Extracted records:
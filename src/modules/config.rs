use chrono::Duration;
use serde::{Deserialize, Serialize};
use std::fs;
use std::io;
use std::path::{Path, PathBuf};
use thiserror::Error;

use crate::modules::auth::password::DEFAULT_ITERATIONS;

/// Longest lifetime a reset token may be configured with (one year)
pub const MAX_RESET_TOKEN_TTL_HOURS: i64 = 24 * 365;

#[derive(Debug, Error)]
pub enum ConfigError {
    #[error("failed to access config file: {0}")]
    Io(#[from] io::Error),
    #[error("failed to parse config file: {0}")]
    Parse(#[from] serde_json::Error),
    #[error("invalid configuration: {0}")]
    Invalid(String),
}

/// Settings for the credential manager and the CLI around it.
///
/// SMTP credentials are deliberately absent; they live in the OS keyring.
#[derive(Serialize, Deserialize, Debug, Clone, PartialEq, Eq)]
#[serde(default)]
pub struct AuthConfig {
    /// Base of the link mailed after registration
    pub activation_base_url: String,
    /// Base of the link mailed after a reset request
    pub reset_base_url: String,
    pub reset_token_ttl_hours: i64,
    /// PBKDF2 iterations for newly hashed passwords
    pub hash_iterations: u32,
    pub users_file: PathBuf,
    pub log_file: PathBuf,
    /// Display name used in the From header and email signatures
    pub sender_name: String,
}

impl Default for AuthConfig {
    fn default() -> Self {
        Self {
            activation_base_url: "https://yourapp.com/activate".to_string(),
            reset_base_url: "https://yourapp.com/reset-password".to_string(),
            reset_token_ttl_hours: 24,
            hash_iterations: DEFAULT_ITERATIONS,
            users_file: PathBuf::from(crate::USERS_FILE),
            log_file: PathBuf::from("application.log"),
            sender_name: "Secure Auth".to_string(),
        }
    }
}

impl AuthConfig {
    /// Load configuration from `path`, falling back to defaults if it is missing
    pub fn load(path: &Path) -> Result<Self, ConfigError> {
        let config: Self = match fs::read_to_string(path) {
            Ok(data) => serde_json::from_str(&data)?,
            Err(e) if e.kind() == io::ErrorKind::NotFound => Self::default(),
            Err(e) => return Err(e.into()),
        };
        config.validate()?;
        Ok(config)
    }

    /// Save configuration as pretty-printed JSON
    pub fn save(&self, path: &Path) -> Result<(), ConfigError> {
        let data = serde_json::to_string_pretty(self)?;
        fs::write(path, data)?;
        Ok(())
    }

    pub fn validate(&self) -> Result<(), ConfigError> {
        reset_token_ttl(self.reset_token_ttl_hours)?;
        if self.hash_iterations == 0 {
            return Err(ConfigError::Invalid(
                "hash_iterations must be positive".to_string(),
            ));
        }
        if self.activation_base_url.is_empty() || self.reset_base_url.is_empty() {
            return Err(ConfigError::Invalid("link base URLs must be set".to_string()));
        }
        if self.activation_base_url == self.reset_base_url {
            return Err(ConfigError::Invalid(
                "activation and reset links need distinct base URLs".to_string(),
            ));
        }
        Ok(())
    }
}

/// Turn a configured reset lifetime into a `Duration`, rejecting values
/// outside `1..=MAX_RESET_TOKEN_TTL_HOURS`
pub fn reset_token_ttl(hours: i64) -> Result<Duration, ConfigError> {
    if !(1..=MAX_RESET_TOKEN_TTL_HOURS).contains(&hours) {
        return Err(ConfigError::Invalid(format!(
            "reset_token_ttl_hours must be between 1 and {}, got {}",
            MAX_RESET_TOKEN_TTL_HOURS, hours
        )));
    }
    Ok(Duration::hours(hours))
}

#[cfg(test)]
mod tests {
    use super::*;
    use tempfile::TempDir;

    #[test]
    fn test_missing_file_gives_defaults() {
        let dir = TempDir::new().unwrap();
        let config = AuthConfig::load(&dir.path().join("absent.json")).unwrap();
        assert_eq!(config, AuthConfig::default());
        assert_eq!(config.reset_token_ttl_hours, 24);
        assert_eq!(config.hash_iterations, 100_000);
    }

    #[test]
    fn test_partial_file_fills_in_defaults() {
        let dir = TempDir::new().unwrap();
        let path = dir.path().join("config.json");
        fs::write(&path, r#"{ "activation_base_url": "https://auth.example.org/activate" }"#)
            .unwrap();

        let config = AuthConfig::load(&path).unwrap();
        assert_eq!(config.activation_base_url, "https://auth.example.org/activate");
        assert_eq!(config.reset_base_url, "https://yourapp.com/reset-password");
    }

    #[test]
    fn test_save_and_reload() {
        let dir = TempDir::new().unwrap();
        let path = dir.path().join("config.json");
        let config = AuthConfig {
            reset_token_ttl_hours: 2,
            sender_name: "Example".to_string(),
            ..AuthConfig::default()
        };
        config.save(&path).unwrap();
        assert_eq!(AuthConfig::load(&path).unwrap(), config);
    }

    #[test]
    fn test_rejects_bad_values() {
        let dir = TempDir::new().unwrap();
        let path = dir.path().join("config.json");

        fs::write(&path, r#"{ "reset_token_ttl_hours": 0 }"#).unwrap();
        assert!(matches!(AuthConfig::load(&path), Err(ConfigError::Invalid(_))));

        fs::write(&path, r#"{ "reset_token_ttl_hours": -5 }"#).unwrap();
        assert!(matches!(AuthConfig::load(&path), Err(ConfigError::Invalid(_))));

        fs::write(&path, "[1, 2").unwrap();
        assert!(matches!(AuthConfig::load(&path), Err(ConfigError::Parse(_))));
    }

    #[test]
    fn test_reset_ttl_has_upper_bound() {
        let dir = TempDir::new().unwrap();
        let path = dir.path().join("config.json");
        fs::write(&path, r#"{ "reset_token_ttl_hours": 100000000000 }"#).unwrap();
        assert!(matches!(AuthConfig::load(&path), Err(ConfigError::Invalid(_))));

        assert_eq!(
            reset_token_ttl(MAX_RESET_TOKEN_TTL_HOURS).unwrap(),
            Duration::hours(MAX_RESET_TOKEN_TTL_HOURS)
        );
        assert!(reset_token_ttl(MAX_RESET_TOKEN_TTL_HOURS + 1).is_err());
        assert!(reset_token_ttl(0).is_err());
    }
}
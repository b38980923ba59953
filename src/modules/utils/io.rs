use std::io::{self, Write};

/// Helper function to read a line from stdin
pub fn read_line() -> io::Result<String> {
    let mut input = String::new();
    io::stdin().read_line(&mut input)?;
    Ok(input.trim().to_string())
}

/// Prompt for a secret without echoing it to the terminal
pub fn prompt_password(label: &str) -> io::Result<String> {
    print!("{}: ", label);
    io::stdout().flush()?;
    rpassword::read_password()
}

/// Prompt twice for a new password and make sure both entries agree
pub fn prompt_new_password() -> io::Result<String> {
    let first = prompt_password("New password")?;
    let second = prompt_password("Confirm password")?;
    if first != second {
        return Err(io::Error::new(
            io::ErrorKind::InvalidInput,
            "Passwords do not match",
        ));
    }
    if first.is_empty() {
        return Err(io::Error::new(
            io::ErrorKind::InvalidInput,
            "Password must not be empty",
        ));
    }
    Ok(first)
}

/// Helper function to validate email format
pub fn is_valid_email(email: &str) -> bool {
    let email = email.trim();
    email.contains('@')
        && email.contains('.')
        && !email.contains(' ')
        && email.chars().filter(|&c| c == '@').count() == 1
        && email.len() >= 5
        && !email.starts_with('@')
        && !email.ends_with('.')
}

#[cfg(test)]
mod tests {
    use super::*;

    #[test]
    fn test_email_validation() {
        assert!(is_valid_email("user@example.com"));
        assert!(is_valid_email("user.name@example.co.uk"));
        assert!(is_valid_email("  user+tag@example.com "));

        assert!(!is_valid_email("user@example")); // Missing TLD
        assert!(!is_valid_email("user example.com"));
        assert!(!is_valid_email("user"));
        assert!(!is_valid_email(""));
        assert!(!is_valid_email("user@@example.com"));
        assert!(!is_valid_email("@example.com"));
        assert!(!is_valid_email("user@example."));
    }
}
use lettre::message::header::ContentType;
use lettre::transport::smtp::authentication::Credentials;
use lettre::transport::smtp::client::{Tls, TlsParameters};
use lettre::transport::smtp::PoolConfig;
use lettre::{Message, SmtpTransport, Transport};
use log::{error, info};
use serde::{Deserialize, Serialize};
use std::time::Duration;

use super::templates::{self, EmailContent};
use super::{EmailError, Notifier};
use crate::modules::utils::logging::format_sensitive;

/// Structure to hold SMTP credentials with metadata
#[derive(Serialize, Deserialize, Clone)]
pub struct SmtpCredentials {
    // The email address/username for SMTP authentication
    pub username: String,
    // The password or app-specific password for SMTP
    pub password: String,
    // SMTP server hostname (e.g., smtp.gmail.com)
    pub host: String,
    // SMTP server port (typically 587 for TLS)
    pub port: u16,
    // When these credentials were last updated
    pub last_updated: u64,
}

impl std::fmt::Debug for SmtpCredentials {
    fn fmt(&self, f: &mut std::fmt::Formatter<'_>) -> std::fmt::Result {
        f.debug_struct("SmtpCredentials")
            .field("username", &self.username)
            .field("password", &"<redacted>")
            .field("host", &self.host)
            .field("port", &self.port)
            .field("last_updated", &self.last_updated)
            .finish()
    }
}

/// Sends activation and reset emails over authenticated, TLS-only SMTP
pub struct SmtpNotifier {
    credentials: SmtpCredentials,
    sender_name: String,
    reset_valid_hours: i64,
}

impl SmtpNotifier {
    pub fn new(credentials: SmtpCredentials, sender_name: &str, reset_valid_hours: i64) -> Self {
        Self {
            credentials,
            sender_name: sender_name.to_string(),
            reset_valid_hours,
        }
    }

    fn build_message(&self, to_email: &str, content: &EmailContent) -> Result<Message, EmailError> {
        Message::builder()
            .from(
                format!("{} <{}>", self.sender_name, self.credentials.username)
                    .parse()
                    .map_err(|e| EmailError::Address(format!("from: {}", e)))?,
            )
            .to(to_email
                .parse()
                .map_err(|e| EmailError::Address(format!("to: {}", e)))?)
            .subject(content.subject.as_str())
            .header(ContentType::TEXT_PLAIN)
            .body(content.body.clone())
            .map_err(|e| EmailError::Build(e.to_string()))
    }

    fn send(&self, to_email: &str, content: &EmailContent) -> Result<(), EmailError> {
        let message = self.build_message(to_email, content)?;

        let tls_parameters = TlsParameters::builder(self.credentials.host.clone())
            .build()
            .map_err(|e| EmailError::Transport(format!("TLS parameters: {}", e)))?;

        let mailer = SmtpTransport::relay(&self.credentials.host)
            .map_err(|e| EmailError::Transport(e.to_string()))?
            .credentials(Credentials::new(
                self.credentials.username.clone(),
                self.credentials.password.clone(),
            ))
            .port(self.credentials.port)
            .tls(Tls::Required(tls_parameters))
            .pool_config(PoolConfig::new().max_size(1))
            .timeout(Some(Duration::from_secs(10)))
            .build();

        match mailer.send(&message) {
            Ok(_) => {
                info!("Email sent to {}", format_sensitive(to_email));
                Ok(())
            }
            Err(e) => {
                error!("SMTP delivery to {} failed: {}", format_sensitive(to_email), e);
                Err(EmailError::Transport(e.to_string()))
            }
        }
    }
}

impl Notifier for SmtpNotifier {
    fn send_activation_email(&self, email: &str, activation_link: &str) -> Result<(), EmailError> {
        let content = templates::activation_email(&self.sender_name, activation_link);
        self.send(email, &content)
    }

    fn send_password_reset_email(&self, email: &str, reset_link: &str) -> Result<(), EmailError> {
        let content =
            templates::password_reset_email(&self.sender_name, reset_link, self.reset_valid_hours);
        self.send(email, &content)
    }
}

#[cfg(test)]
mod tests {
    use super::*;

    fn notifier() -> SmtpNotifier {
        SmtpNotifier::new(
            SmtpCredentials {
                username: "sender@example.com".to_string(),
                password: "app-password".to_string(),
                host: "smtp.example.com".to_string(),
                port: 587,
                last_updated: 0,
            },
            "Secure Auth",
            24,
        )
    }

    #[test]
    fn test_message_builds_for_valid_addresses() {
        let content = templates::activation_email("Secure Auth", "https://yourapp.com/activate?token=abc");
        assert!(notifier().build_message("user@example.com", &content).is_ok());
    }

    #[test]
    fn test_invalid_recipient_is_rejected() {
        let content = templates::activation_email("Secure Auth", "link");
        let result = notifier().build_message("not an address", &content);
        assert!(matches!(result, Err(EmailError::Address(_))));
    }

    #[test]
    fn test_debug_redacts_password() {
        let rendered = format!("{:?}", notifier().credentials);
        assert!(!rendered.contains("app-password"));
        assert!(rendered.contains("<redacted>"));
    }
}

--- Instructions to follow ---
Find every line in the records above that contains the word "trim", and copy each one.

--- Completed exercise ---
    Ok(input.trim().to_string())
    let email = email.trim();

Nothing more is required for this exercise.